[Stored data]
------------------------------------------------------------

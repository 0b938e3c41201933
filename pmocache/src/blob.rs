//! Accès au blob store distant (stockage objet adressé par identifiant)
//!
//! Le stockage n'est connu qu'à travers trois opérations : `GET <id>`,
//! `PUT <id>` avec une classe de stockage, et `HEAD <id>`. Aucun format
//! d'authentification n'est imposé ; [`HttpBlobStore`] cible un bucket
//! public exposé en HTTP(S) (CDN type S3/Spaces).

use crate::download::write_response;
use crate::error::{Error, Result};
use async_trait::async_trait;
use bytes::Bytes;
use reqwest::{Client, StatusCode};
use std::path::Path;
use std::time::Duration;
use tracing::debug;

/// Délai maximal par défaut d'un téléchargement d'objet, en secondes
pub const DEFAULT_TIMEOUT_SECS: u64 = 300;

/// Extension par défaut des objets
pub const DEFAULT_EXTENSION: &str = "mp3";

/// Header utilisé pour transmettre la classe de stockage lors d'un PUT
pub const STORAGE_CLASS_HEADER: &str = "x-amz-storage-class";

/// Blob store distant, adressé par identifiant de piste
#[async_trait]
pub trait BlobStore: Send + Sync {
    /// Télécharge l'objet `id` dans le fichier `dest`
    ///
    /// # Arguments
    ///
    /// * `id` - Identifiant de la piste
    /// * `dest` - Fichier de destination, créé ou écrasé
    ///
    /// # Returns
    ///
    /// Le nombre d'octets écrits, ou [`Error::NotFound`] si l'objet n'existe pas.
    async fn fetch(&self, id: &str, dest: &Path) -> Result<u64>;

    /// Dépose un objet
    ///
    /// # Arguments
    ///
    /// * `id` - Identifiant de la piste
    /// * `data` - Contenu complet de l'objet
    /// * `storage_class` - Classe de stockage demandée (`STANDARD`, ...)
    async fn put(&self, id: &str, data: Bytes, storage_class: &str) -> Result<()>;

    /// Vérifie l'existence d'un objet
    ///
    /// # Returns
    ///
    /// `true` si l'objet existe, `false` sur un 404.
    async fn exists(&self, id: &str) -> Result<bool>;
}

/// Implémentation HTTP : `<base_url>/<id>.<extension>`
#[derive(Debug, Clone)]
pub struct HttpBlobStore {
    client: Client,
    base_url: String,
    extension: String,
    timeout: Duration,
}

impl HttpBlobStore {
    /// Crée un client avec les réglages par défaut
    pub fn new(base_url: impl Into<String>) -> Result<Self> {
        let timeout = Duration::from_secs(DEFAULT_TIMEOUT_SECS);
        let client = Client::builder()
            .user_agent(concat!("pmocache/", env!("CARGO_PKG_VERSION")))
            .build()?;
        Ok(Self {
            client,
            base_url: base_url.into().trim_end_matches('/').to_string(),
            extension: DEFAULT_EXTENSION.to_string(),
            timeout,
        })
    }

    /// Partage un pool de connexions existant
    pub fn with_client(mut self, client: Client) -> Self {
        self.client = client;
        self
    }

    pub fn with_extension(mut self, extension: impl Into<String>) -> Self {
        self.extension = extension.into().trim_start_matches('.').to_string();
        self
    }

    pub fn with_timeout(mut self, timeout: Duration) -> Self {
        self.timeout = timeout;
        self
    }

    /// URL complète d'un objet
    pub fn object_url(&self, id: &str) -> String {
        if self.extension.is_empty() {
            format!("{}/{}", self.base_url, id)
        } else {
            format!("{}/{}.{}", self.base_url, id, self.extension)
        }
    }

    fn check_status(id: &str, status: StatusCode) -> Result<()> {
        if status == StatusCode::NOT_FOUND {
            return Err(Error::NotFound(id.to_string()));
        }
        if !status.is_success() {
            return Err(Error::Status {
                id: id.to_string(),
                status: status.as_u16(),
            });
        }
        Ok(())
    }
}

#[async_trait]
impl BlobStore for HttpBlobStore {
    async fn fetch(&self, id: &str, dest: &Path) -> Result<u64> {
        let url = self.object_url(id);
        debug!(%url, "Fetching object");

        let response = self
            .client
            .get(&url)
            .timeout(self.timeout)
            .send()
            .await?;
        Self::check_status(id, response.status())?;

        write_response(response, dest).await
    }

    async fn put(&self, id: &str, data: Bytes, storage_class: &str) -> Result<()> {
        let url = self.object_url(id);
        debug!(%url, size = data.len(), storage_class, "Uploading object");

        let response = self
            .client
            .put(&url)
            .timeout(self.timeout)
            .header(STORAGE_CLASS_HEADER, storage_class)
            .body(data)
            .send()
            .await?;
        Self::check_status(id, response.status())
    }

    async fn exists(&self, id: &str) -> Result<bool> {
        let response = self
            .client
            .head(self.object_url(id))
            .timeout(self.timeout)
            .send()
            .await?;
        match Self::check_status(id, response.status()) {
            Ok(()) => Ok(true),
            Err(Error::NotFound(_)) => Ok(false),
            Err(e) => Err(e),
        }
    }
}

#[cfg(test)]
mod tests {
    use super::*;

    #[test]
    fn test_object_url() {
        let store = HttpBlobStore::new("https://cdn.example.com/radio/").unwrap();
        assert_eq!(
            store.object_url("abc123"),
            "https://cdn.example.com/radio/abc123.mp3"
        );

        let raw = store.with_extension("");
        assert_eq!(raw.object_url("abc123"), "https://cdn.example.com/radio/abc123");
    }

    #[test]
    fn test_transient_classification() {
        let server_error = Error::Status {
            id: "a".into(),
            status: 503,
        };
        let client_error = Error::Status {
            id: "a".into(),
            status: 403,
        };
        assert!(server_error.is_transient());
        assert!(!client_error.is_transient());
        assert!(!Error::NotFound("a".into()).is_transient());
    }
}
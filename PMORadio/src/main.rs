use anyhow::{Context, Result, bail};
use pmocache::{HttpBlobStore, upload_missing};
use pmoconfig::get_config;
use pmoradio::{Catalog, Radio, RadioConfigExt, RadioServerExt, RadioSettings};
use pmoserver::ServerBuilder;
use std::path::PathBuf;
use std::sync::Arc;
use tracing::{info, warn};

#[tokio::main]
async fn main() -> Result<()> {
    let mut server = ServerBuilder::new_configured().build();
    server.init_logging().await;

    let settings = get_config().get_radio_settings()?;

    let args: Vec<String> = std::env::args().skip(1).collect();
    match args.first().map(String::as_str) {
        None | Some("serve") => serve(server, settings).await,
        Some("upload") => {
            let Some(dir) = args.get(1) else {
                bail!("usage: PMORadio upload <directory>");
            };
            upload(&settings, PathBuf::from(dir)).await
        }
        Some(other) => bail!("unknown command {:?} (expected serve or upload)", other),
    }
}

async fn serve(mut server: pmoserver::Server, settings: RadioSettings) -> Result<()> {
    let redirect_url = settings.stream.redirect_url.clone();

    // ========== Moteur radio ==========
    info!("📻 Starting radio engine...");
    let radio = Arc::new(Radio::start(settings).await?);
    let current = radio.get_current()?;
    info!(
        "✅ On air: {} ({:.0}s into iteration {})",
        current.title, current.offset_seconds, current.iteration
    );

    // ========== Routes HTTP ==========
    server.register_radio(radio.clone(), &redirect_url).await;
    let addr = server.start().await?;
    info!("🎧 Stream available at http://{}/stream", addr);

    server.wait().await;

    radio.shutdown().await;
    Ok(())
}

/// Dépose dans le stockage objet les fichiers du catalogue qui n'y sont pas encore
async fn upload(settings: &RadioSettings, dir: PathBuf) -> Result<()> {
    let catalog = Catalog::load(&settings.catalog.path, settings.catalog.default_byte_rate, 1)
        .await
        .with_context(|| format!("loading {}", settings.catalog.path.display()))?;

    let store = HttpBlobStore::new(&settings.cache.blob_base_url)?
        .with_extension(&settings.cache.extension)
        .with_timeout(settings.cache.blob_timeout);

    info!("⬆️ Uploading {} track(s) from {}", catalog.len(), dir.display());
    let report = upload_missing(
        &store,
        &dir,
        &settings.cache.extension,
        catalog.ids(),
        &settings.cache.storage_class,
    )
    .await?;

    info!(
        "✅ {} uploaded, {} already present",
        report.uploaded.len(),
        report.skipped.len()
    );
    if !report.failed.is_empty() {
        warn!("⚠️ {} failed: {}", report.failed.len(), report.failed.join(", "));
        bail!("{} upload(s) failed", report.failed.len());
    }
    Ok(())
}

------------------------------------------------------------

_INSTRUCTIONS FOR THE TASK_
The lines of the data, from the first through the one containing "use tracing::debug;", are to be transcribed exactly.

_ANSWER AREA_
repository 0b938e3c41201933
filename pmocache/src/blob.rs
//! Accès au blob store distant (stockage objet adressé par identifiant)
//!
//! Le stockage n'est connu qu'à travers trois opérations : `GET <id>`,
//! `PUT <id>` avec une classe de stockage, et `HEAD <id>`. Aucun format
//! d'authentification n'est imposé ; [`HttpBlobStore`] cible un bucket
//! public exposé en HTTP(S) (CDN type S3/Spaces).

use crate::download::write_response;
use crate::error::{Error, Result};
use async_trait::async_trait;
use bytes::Bytes;
use reqwest::{Client, StatusCode};
use std::path::Path;
use std::time::Duration;
use tracing::debug;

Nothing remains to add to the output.